Datasets side by side
| Dataset | Languages | Scale | License |
|---|---|---|---|
| Common Voice | 100+ (variable volume per language) | Grows continuously via crowd-sourcing | CC0 (audio) |
| FLEURS | 102, parallel content | Small-to-moderate per language, evaluation-focused | Check dataset page |
| Multilingual LibriSpeech | 8 (audiobook speech) | 2.4TB English; 6GB–115GB per other language | CC BY 4.0 |
| VoxPopuli | 23 (European Parliament) | 400K hrs unlabeled; 1.8K hrs transcribed | CC0 (data); CC BY-NC 4.0 (code/models) |
How to choose
If you need broad language coverage and the freedom to redistribute commercially, start with Common Voice, but check per-language validated-hours counts first since coverage is uneven. If you are evaluating a multilingual model and need a fair, apples-to-apples comparison across languages, use FLEURS rather than mixing datasets with different recording conditions. If your target languages fall within MLS's 8 supported languages and you need a large, clean training corpus, MLS gives you more hours per language than Common Voice for those languages. If you are pretraining a self-supervised speech model and want scale above all else, VoxPopuli's 400K hours of unlabeled speech is hard to match, but confirm which license applies to the specific asset (raw audio versus code/models) you plan to use.
FAQ
Which multilingual ASR dataset has the broadest language coverage?

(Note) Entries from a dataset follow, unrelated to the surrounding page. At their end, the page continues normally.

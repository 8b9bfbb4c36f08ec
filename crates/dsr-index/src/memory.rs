//! In-memory search index for testing and ephemeral use.

use std::collections::BTreeMap;
use std::sync::atomic::{AtomicBool, Ordering};
use std::sync::RwLock;

use async_trait::async_trait;

use crate::document::{CommitPolicy, IndexDocument};
use crate::error::{IndexError, IndexResult};
use crate::traits::SearchIndex;

/// An in-memory implementation of [`SearchIndex`].
///
/// Documents live in a `BTreeMap` behind a `RwLock`. Every `add` records
/// the commit policy it was called with so tests can assert on it.
/// A poisoned lock panics on every accessor.
#[derive(Debug, Default)]
pub struct InMemorySearchIndex {
    docs: RwLock<BTreeMap<String, IndexDocument>>,
    commits: RwLock<Vec<CommitPolicy>>,
    offline: AtomicBool,
}

impl InMemorySearchIndex {
    pub fn new() -> Self {
        Self::default()
    }

    pub fn get(&self, id: &str) -> Option<IndexDocument> {
        self.docs.read().expect("lock poisoned").get(id).cloned()
    }

    pub fn len(&self) -> usize {
        self.docs.read().expect("lock poisoned").len()
    }

    pub fn is_empty(&self) -> bool {
        self.len() == 0
    }

    /// Commit policies of every `add`, oldest first.
    pub fn commits(&self) -> Vec<CommitPolicy> {
        self.commits.read().expect("lock poisoned").clone()
    }

    /// Simulate the index going away (or coming back).
    pub fn set_offline(&self, offline: bool) {
        self.offline.store(offline, Ordering::SeqCst);
    }

    fn check_online(&self) -> IndexResult<()> {
        if self.offline.load(Ordering::SeqCst) {
            return Err(IndexError::Unavailable("index is offline".into()));
        }
        Ok(())
    }
}

#[async_trait]
impl SearchIndex for InMemorySearchIndex {
    async fn add(&self, docs: &[IndexDocument], policy: CommitPolicy) -> IndexResult<()> {
        self.check_online()?;
        let keyed = docs
            .iter()
            .map(|doc| {
                doc.id()
                    .map(|id| (id.to_string(), doc.clone()))
                    .ok_or_else(|| IndexError::Serialization("document has no id".into()))
            })
            .collect::<IndexResult<Vec<_>>>()?;
        self.docs.write().expect("lock poisoned").extend(keyed);
        self.commits.write().expect("lock poisoned").push(policy);
        Ok(())
    }

    async fn delete(&self, id: &str) -> IndexResult<bool> {
        self.check_online()?;
        let mut map = self.docs.write().expect("lock poisoned");
        Ok(map.remove(id).is_some())
    }
}

#[cfg(test)]
mod tests {
    use super::*;

    #[tokio::test]
    async fn add_and_get() {
        let index = InMemorySearchIndex::new();
        index
            .add(&[IndexDocument::new("1").with("title", "one")], CommitPolicy::soft())
            .await
            .unwrap();

        let doc = index.get("1").unwrap();
        assert_eq!(doc.id(), Some("1"));
        assert_eq!(index.commits(), vec![CommitPolicy::soft()]);
    }

    #[tokio::test]
    async fn add_replaces_existing_document() {
        let index = InMemorySearchIndex::new();
        index.add(&[IndexDocument::new("1").with("v", 1)], CommitPolicy::soft()).await.unwrap();
        index.add(&[IndexDocument::new("1").with("v", 2)], CommitPolicy::deferred()).await.unwrap();

        assert_eq!(index.len(), 1);
        assert_eq!(index.get("1").unwrap().get("v"), Some(&serde_json::json!(2)));
        assert_eq!(index.commits().len(), 2);
    }

    #[tokio::test]
    async fn reject_document_without_id() {
        let index = InMemorySearchIndex::new();
        let err = index
            .add(&[IndexDocument::default()], CommitPolicy::soft())
            .await
            .unwrap_err();
        assert!(matches!(err, IndexError::Serialization(_)));
        assert!(index.commits().is_empty());
    }

    #[tokio::test]
    async fn delete_reports_existence() {
        let index = InMemorySearchIndex::new();
        index.add(&[IndexDocument::new("1")], CommitPolicy::soft()).await.unwrap();
        assert!(index.delete("1").await.unwrap());
        assert!(!index.delete("1").await.unwrap());
        assert!(index.is_empty());
    }

    #[test]
    #[should_panic(expected = "lock poisoned")]
    fn poisoned_lock_is_not_reported_as_empty() {
        let index = std::sync::Arc::new(InMemorySearchIndex::new());
        let writer = index.clone();
        let _ = std::thread::spawn(move || {
            let _guard = writer.docs.write().unwrap();
            panic!("writer died holding the lock");
        })
        .join();
        index.len();
    }

    #[tokio::test]
    async fn offline_index_is_unavailable() {
        let index = InMemorySearchIndex::new();
        index.set_offline(true);
        let err = index.delete("1").await.unwrap_err();
        assert!(matches!(err, IndexError::Unavailable(_)));
    }
}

FLEURS covers 102 languages with parallel evaluation speech, making it the broadest standard benchmark for many-language ASR and speech-to-text evaluation. Common Voice has broad crowd-sourced coverage across roughly 100+ languages as well, though the amount of validated data per language varies widely. VoxPopuli covers 23 European languages but with a much larger volume of hours per language.
Can I use Common Voice and Multilingual LibriSpeech commercially?
Common Voice audio clips are released under CC0, which permits commercial use without attribution. Multilingual LibriSpeech is CC BY 4.0, which permits commercial use with attribution. VoxPopuli's raw audio and transcripts are CC0, but its code and pretrained models are CC BY-NC 4.0 (non-commercial) — check which asset you need before assuming the whole release is commercially usable.
What is the difference between Common Voice and FLEURS for evaluation?
Common Voice is built from open crowd-sourced volunteer recordings of arbitrary sentences, so its size and audio quality vary by language, skewing toward languages with an active volunteer community. FLEURS is a parallel n-way evaluation set — the same sentences recorded across all 102 languages — which makes it better suited to comparing ASR or speech-translation performance consistently across languages, even though its per-language volume is much smaller than Common Voice's larger languages.